It’s finally the most wonderful time of the year, and we are living for it. The excitement to celebrate Halloween “normally” for the first time since 2019 seems almost too good to be true, but we’re optimistic it will be both super and spooky.
This year, why not pledge to add sustainability to the mix?
Here are some ways you can be eco-conscious this Halloween, while still embracing the festivities!
This one may seem obvious, but many people still opt to buy a new costume every Halloween. In 2019, fashionunited.uk reported that 2,079 tonnes of plastics in costumes are thrown away each year. This is the equivalent of 2,079 tonnes of plastic, or 83 million Coca Cola bottles.
To avoid adding to this waste for just one night, why not try putting together a costume using only stuff you have in your wardrobe already?

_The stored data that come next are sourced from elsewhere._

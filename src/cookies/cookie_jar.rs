//! Cookie jar abstraction and a simple in-memory implementation.
//!
//! A **cookie jar** represents the flat set of cookies visible to the embedded
//! context, much like `document.cookie`: one namespace, keyed by cookie name,
//! enumerated in the order cookies were first set.
//!
//! ## Notes & limitations
//! - Writing a cookie whose expiry is in the past removes it, which is how
//!   browsers delete cookies and how the cookie driver removes entries.
//! - Expired cookies are filtered out of every read and pruned on writes.
//! - Domain and path matching is not modelled; the jar is the view of a single
//!   document.
//! - This module is **not** internally synchronized. Use it via a
//!   `CookieJarHandle = Arc<RwLock<dyn CookieJar + Send + Sync>>`.

use crate::cookies::{Cookie, CookieJarHandle};
use serde::{Deserialize, Serialize};
use std::sync::{Arc, RwLock};
use time::OffsetDateTime;

/// A flat cookie jar.
pub trait CookieJar: Send + Sync {
    /// Whether the context may use cookies at all. Blocked jars ignore writes
    /// and read as empty.
    fn is_enabled(&self) -> bool;

    /// All live cookies in enumeration order.
    fn cookies(&self) -> Vec<Cookie>;

    /// Returns the live cookie named `name`.
    fn get_cookie(&self, name: &str) -> Option<Cookie> {
        self.cookies().into_iter().find(|c| c.name == name)
    }

    /// Stores `cookie`, replacing any cookie with the same name in place.
    /// An already-expired cookie deletes the existing entry instead.
    fn set_cookie(&mut self, cookie: Cookie);

    /// Removes a single cookie by name.
    fn remove_cookie(&mut self, name: &str);

    /// Removes all cookies from the jar.
    fn clear(&mut self);

    /// `document.cookie`-style rendering: `a=1; b=2`.
    fn cookie_string(&self) -> String {
        self.cookies()
            .iter()
            .map(|c| format!("{}={}", c.name, c.value))
            .collect::<Vec<_>>()
            .join("; ")
    }
}

/// Default cookie jar, in-memory only.
#[derive(Debug, Clone, Default, Serialize, Deserialize)]
pub struct DefaultCookieJar {
    /// Cookies in the order they were first set.
    pub entries: Vec<Cookie>,

    /// Set for contexts where the user agent blocks cookies.
    #[serde(skip)]
    blocked: bool,
}

impl DefaultCookieJar {
    /// Creates an empty in-memory cookie jar.
    pub fn new() -> Self {
        Self::default()
    }

    /// A jar for a context in which cookies are disabled.
    pub fn blocked() -> Self {
        Self {
            entries: Vec::new(),
            blocked: true,
        }
    }

    fn prune_expired(&mut self, now: OffsetDateTime) {
        self.entries.retain(|c| !c.is_expired_at(now));
    }
}

impl From<DefaultCookieJar> for CookieJarHandle {
    fn from(jar: DefaultCookieJar) -> Self {
        Arc::new(RwLock::new(jar))
    }
}

impl CookieJar for DefaultCookieJar {
    fn is_enabled(&self) -> bool {
        !self.blocked
    }

    fn cookies(&self) -> Vec<Cookie> {
        if self.blocked {
            return Vec::new();
        }
        let now = OffsetDateTime::now_utc();
        self.entries
            .iter()
            .filter(|c| !c.is_expired_at(now))
            .cloned()
            .collect()
    }

    fn set_cookie(&mut self, cookie: Cookie) {
        if self.blocked {
            return;
        }
        let now = OffsetDateTime::now_utc();
        self.prune_expired(now);

        if cookie.is_expired_at(now) {
            self.entries.retain(|c| c.name != cookie.name);
            return;
        }

        // Replace existing cookie with same name
        if let Some(existing) = self.entries.iter_mut().find(|c| c.name == cookie.name) {
            *existing = cookie;
        } else {
            self.entries.push(cookie);
        }
    }

    fn remove_cookie(&mut self, name: &str) {
        self.entries.retain(|c| c.name != name);
    }

    fn clear(&mut self) {
        self.entries.clear();
    }
}
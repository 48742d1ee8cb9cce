use crate::cookies::SameSite;
use crate::errors::StorageError;
use serde::{Deserialize, Serialize};
use std::path::PathBuf;

/// Name of the driver used when a store config does not pick one.
pub const DEFAULT_DRIVER: &str = "cookie";

/// Default expiry horizon for cookies written by the cookie driver.
const DEFAULT_COOKIE_EXPIRY_DAYS: i64 = 3650;

/// Attributes applied to every cookie the cookie driver writes or removes.
#[derive(Debug, Clone, PartialEq, Eq, Serialize, Deserialize)]
#[serde(default)]
pub struct CookieWriteOptions {
    /// Send only over HTTPS. Required by browsers for `SameSite=None`.
    pub secure: bool,
    /// Cross-site policy. `None` keeps the cookie visible to embedded contexts.
    pub same_site: SameSite,
    /// Cookie path scope.
    pub path: String,
    /// How many days from the time of writing a cookie stays alive.
    pub expiry_days: i64,
}

impl Default for CookieWriteOptions {
    fn default() -> Self {
        Self {
            secure: true,
            same_site: SameSite::None,
            path: "/".to_string(),
            expiry_days: DEFAULT_COOKIE_EXPIRY_DAYS,
        }
    }
}

impl CookieWriteOptions {
    /// A non-positive expiry would write cookies that are already expired.
    pub fn validate(&self) -> Result<(), StorageError> {
        if self.expiry_days <= 0 {
            return Err(StorageError::InvalidConfig(format!(
                "cookie expiry_days must be positive, got {}",
                self.expiry_days
            )));
        }
        Ok(())
    }
}

/// Main mediator configuration.
#[derive(Debug, Clone, Serialize, Deserialize)]
#[serde(default)]
pub struct MediatorConfig {
    /// Driver used for stores that do not name one explicitly
    pub default_driver: String,
    /// Database file for the sqlite driver. `None` disables that driver.
    pub sqlite_path: Option<PathBuf>,
    /// Attributes for cookies written by the cookie driver
    pub cookie: CookieWriteOptions,
}

impl Default for MediatorConfig {
    fn default() -> Self {
        Self {
            default_driver: DEFAULT_DRIVER.to_string(),
            sqlite_path: None,
            cookie: CookieWriteOptions::default(),
        }
    }
}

TikTok has shown how we can do this really well, with many people putting together cool and creative ideas for costumes.
After all, most characters from films or TV shows will probably wear a certain style of normal clothing. For example, any of the Spice Girls would be easy to put together with items you have at home.
If you can’t conjure up an outfit using what you have, you could also use old clothes to create the perfect costume. Think along the lines of zombies with shredded clothing.

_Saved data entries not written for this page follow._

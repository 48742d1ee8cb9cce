use std::path::Path;
use std::sync::Arc;

use anyhow::Result;
use async_trait::async_trait;
use r2d2::Pool;
use r2d2_sqlite::rusqlite::{params, Connection, OpenFlags, OptionalExtension};
use r2d2_sqlite::SqliteConnectionManager;
use serde_json::Value;

use crate::errors::StorageError;
use crate::storage::area::{StorageArea, StorageDriver};
use crate::storage::types::StoreConfig;

/// SQLite-backed storage driver. All instances live in one `kv_store` table,
/// namespaced by `(name, store_name)`.
#[derive(Clone)]
pub struct SqliteDriver {
    pool: Pool<SqliteConnectionManager>,
}

impl SqliteDriver {
    pub const NAME: &'static str = "sqlite";

    /// Opens (or creates) the database at `path`.
    pub fn new(path: impl AsRef<Path>) -> Result<Self> {
        let manager = SqliteConnectionManager::file(path)
            .with_flags(
                OpenFlags::SQLITE_OPEN_READ_WRITE |
                    OpenFlags::SQLITE_OPEN_CREATE |
                    OpenFlags::SQLITE_OPEN_URI
            )
            .with_init(|c| {
                c.busy_timeout(std::time::Duration::from_millis(500))?;
                c.pragma_update_and_check(None, "journal_mode", "WAL", |_| Ok(()))?;
                c.execute_batch(
                    "CREATE TABLE IF NOT EXISTS kv_store (
                        name TEXT NOT NULL,
                        store_name TEXT NOT NULL,
                        key TEXT NOT NULL,
                        value TEXT NOT NULL,
                        updated_at INTEGER NOT NULL DEFAULT (strftime('%s','now')),
                        PRIMARY KEY(name, store_name, key)
                    );"
                )?;
                Ok(())
            });

        let pool = Pool::builder()
            .max_size(16)
            .connection_timeout(std::time::Duration::from_secs(5))
            .build(manager)
            .map_err(|e| StorageError::NoStorageAvailable(e.to_string()))?;

        Ok(Self { pool })
    }
}

#[async_trait]
impl StorageDriver for SqliteDriver {
    fn name(&self) -> &str {
        Self::NAME
    }

    async fn open(&self, config: &StoreConfig) -> Result<Arc<dyn StorageArea>> {
        config.validate()?;
        Ok(Arc::new(SqliteArea {
            pool: self.pool.clone(),
            name: config.name.clone(),
            store_name: config.store_name_or_default().to_string(),
            config: config.clone(),
        }))
    }
}

struct SqliteArea {
    pool: Pool<SqliteConnectionManager>,
    name: String,
    store_name: String,
    config: StoreConfig,
}

impl SqliteArea {
    /// Runs `f` on a pooled connection off the async executor.
    async fn with_conn<T, F>(&self, f: F) -> Result<T>
    where
        T: Send + 'static,
        F: FnOnce(&Connection, &str, &str) -> Result<T> + Send + 'static,
    {
        let pool = self.pool.clone();
        let name = self.name.clone();
        let store_name = self.store_name.clone();
        tokio::task::spawn_blocking(move || {
            let conn = pool
                .get()
                .map_err(|e| StorageError::NoStorageAvailable(e.to_string()))?;
            f(&conn, &name, &store_name)
        })
        .await
        .map_err(|e| StorageError::Backend(e.to_string()))?
    }
}

fn backend(e: r2d2_sqlite::rusqlite::Error) -> anyhow::Error {
    StorageError::Backend(e.to_string()).into()
}

#[async_trait]
impl StorageArea for SqliteArea {
    fn config(&self) -> &StoreConfig {
        &self.config
    }

    async fn get(&self, key: &str) -> Result<Option<Value>> {
        let key = key.to_string();
        self.with_conn(move |conn, name, store_name| {
            let raw = conn
                .query_row(
                    "SELECT value FROM kv_store WHERE name=?1 AND store_name=?2 AND key=?3",
                    params![name, store_name, key],
                    |row| row.get::<_, String>(0),
                )
                .optional()
                .map_err(backend)?;

            raw.map(|raw| {
                serde_json::from_str::<Value>(&raw)
                    .map_err(|source| anyhow::Error::from(StorageError::Malformed { key: key.clone(), source }))
            })
            .transpose()
        })
        .await
    }

    async fn set(&self, key: &str, value: Value) -> Result<Value> {
        let key = key.to_string();
        let raw = value.to_string();
        self.with_conn(move |conn, name, store_name| {
            conn.execute(
                "INSERT INTO kv_store(name, store_name, key, value) VALUES (?1, ?2, ?3, ?4)
                 ON CONFLICT(name, store_name, key) DO UPDATE
                 SET value=excluded.value, updated_at=strftime('%s','now')",
                params![name, store_name, key, raw],
            )
            .map_err(backend)?;
            Ok(())
        })
        .await?;
        Ok(value)
    }

    async fn remove(&self, key: &str) -> Result<()> {
        let key = key.to_string();
        self.with_conn(move |conn, name, store_name| {
            conn.execute(
                "DELETE FROM kv_store WHERE name=?1 AND store_name=?2 AND key=?3",
                params![name, store_name, key],
            )
            .map_err(backend)?;
            Ok(())
        })
        .await
    }

    async fn clear(&self) -> Result<()> {
        self.with_conn(|conn, name, store_name| {
            conn.execute(
                "DELETE FROM kv_store WHERE name=?1 AND store_name=?2",
                params![name, store_name],
            )
            .map_err(backend)?;
            Ok(())
        })
        .await
    }

    async fn keys(&self) -> Result<Vec<String>> {
        self.with_conn(|conn, name, store_name| {
            let mut stmt = conn
                .prepare("SELECT key FROM kv_store WHERE name=?1 AND store_name=?2 ORDER BY rowid")
                .map_err(backend)?;
            let rows = stmt
                .query_map(params![name, store_name], |row| row.get::<_, String>(0))
                .map_err(backend)?;
            rows.collect::<Result<Vec<_>, _>>().map_err(backend)
        })
        .await
    }

    async fn len(&self) -> Result<usize> {
        self.with_conn(|conn, name, store_name| {
            let count = conn
                .query_row(
                    "SELECT COUNT(*) FROM kv_store WHERE name=?1 AND store_name=?2",
                    params![name, store_name],
                    |row| row.get::<_, i64>(0),
                )
                .map_err(backend)?;
            Ok(count as usize)
        })
        .await
    }

    async fn drop_instance(&self, options: Option<&StoreConfig>) -> Result<()> {
        let target = options.unwrap_or(&self.config).clone();
        target.validate()?;

        self.with_conn(move |conn, _, _| {
            let deleted = match target.nested_store_name() {
                Some(store_name) => conn.execute(
                    "DELETE FROM kv_store WHERE name=?1 AND store_name=?2",
                    params![target.name, store_name],
                ),
                None => conn.execute("DELETE FROM kv_store WHERE name=?1", params![target.name]),
            };
            deleted.map_err(backend)?;
            Ok(())
        })
        .await
    }
}
//! Storage system for the mediator.
//!
//! This module defines the driver-agnostic key/value contract that permission
//! and handler bookkeeping is built on, the factory that hands out named
//! storage instances, and the concrete drivers.
//!
//! # Concepts
//!
//! - A **storage instance** ([`StorageArea`]) is a namespace addressed by a
//!   [`StoreConfig`] (`name` plus optional `store_name`). It maps string keys to
//!   opaque JSON values. Two instances with different configs never see each
//!   other's entries, even when they share one physical medium.
//! - A **driver** ([`StorageDriver`]) opens instances on one medium.
//! - The [`StorageFactory`] keeps a registry of drivers and opens instances by
//!   config, so callers never name a concrete backend.
//!
//! # Available drivers
//!
//! - [`CookieDriver`]: emulates namespaces on a flat cookie jar by prefixing
//!   cookie names. Works where no database storage is available.
//! - [`SqliteDriver`]: database-backed driver (feature `sqlite_store`).
//! - [`InMemoryDriver`]: process-local driver, for tests and ephemeral use.
//!
//! # Example
//!
//! ```no_run
//! use std::sync::Arc;
//! use mediator_storage::cookies::DefaultCookieJar;
//! use mediator_storage::storage::{CookieDriver, StorageFactory, StoreConfig};
//! use mediator_storage::config::CookieWriteOptions;
//!
//! # async fn demo() -> anyhow::Result<()> {
//! let factory = StorageFactory::new("cookie");
//! factory.define_driver(Arc::new(CookieDriver::new(
//!     DefaultCookieJar::new().into(),
//!     CookieWriteOptions::default(),
//! )));
//!
//! let store = factory.create_instance(StoreConfig::new("permission_https://a.example")).await?;
//! store.set("storageAccess", serde_json::json!({"state": "granted"})).await?;
//! # Ok(())
//! # }
//! ```

/// Storage contract: instance and driver traits.
pub mod area;
/// Cookie-jar-backed driver.
pub mod cookie_driver;
/// Driver registry handing out named instances.
pub mod factory;
/// In-memory driver.
pub mod memory;
/// SQLite-backed driver.
#[cfg(feature = "sqlite_store")]
pub mod sqlite_store;
/// Storage types
pub mod types;

pub use area::{StorageArea, StorageDriver};
pub use cookie_driver::CookieDriver;
pub use factory::StorageFactory;
pub use memory::InMemoryDriver;
#[cfg(feature = "sqlite_store")]
pub use sqlite_store::SqliteDriver;
pub use types::{coerce_key, StoreConfig, Visitor, DEFAULT_STORE_NAME};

Why not go traditional by using household material to create a costume too? The simple sheet-over-head-ghost is a perfect example of effortlessly cool costumes.
Don’t be afraid to get creative!
If you are choosing to buy items for a costume, try checking out charity shops and other second hand shops to see if they have what you’re looking for. Try to opt for items you know you’ll wear again. Ask yourself, “What can I style this with in day-to-day life?”
Not only are homemade decorations adorable, but they can be a fun way to relax after a day of lectures.
DIY Halloween decorations can be as simple or as complex as you want them to be.
Although they are usually associated with Christmas, drying out orange slices and making a string garland is a really simple decoration you can make that also looks really nice when hung up. The colour and the actual appearance of the fruit will be very Autumnal, while also being quite rustic – if that’s what you’re into.
Grab a tissue, scrunch it into a ball and drape another tissue over it to create a small ghost. Draw on a face using a marker and tie some string around its neck to keep it intact. You can even add these cute spooks to the garland.
When it comes to decorations, if you can think it, you can usually do it. Even if you can’t think it, Pinterest will do that for you.
Pumpkins are one of the most famous symbols of Halloween, and to be sustainable doesn’t mean you have to do without.
However, food waste is a huge problem around Halloween, with The Guardian reporting in 2019 that more than 8 million pumpkins, equating to 18,000 tonnes of edible pumpkin flesh, would end up wasted after spooky season.
This is a huge amount of waste for really only one night of festive fun. It doesn’t have to be like this though.
To start off, try to buy your pumpkin from a pumpkin patch. Not only will this mean you’re supporting local, but it also reduces the distance the pumpkin has to travel, reducing your carbon footprint.
As well as that, think of the Instagram photo shoot opportunities at the patch!
When you’ve selected your locally grown pumpkin, carve it in your usual way. However, instead of throwing all the insides out, use them. It’s as simple as that. There are countless recipes that include pumpkin seeds and purée that are both easy and delicious.
You can even toast the seeds with chilli flakes and salt. It really is as simple as that.
If you’re not a fan of pumpkin, you can use the insides to feed wildlife in your garden or local area. Birds and squirrels would be delighted with some pumpkin in a feeder or table. Even foxes and badgers will tuck into them if they live near you.
When November comes and you’re finished with your pumpkin, you can also leave it out for animals, or simply put it in your compost bin rather than your black bin.
It’s the simple things that will make a big difference to Halloween waste, and they don’t mean having to sacrifice the spooky festivities either!